Python Matrix Multiplication and Caching

Question

I am investigating caching behavior in different languages. I create two matrices in python using lists (yes, I know it's a linked list but bear with me here). I then multiply these matrices together in three ways:

def baseline_matrix_multiply(a, b, n):
    '''
    baseline multiply
    '''
    c = zero_matrix(n)
    for i in range(n):
        for j in range(n):
            for k in range(n):
                c[i][j] += a[i][k] * b[k][j]
    return c


def baseline_matrix_multiply_flipjk(a, b, n):
    '''
    same as baseline but switch j and k loops
    '''
    c = zero_matrix(n)
    for i in range(n):
        for k in range(n):
            for j in range(n):
                c[i][j] += a[i][k] * b[k][j]
    return c


def fast_matrix_multiply_blocking(a, b, n):
    '''
    use blocking
    '''
    c = zero_matrix(n)

    block = 25;
    en = int(block * n/block)

    for kk in range(0, en, block):
        for jj in range(0, en, block):
            for i in range(n):
                for j in range(jj, jj + block):
                    sum = c[i][j]
                    for k in range(kk, kk + block):
                        sum += a[i][k] * b[k][j]
                    c[i][j] = sum
    return c

My timings are as follows:

Baseline:
3.440004294627216

Flip j and k:
3.4685347505603144
100.83% of baseline

Blocking:
2.729924394035205
79.36% of baseline

Some things to note:

I am familiar with CPU caching behavior. To see my experiment in C see here though I havent gotten any reviews for it.
I've done this in Javascript and C# and the flip-j-k function provides significant performance gains using arrays (JS run on chrome browser)
Python implementation is Python 3.5 by way of Anaconda
Please dont tell me about numpy. My experiment is not about absolute performance but rather understanding caching behavior.

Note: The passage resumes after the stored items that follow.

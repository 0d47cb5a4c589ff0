//! Fixed-delay reconnect scheduling for the status channel.
//!
//! After the channel closes, [`ReconnectTimer::schedule`] arms one
//! delayed wake-up. At most one attempt is ever pending: scheduling
//! again before the pending one is acknowledged or cancelled does
//! nothing. There is no backoff and no attempt limit.

use std::time::Duration;

use tokio::sync::mpsc;
use tokio_util::sync::CancellationToken;

/// Delay between a closure and the next connection attempt.
pub const DEFAULT_DELAY: Duration = Duration::from_secs(3);

/// A single cancellable, delayed reconnect trigger.
pub struct ReconnectTimer {
    delay: Duration,
    wake: mpsc::Sender<()>,
    /// Cancels the armed attempt's sleeper task.
    pending: Option<CancellationToken>,
}

impl ReconnectTimer {
    /// Each fired attempt sends one `()` on `wake`.
    pub fn new(delay: Duration, wake: mpsc::Sender<()>) -> Self {
        Self {
            delay,
            wake,
            pending: None,
        }
    }

    /// Whether an attempt is armed and not yet acknowledged.
    pub fn is_pending(&self) -> bool {
        self.pending.is_some()
    }

    /// Arm a reconnect attempt. Returns `false` if one is already pending.
    pub fn schedule(&mut self) -> bool {
        if self.is_pending() {
            tracing::debug!("Reconnect already pending");
            return false;
        }

        let cancel = CancellationToken::new();
        let token = cancel.clone();
        let wake = self.wake.clone();
        let delay = self.delay;

        tokio::spawn(async move {
            tokio::select! {
                _ = token.cancelled() => {}
                _ = tokio::time::sleep(delay) => {
                    let _ = wake.send(()).await;
                }
            }
        });

        tracing::info!(delay_ms = delay.as_millis() as u64, "Reconnect scheduled");
        self.pending = Some(cancel);
        true
    }

    /// Mark the pending attempt as consumed after its wake-up arrived.
    pub fn acknowledge(&mut self) {
        self.pending = None;
    }

    /// Drop any pending attempt without firing it.
    pub fn cancel(&mut self) {
        if let Some(cancel) = self.pending.take() {
            cancel.cancel();
        }
    }
}

impl Drop for ReconnectTimer {
    fn drop(&mut self) {
        self.cancel();
    }
}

Question: Anyone know what is going on here? Why does flip-j-k not provide speedup? Is it because it's a linked list? But then why does blocking provide a non-marginal improvement in performance?

"yes, I know it's a linked list but bear with me here" - it's actually not. It's implemented with a dynamically-resized array, like a Java ArrayList or C++ vector. — user2357112
– user2357112, Commented Oct 14, 2016 at 19:35
I'm wondering if the benefit of caching isn't dwarfed by the indexed access & boundary checking. In the last case, you sort of "cache" the destination value, reducing by 30% the indexed accesses. — Jean-François Fabre
– Jean-François Fabre ♦, Commented Oct 14, 2016 at 19:39
@user2357112 I stand corrected. They are dynamically resizing arrays but really, they end up as an array of pointers to the actual elements right? The elements themselves aren't stored contiguously in memory? That's what I understand from docs.python.org/3/faq/design.html#how-are-lists-implemented — fpes
– fpes, Commented Oct 17, 2016 at 14:57

Jean-François Fabre · Accepted Answer · 2016-10-14 20:00:45Z

The latter version (block multiplication) is only faster by 30% because you save 30% of index accessing by using a local variable in the inner loop!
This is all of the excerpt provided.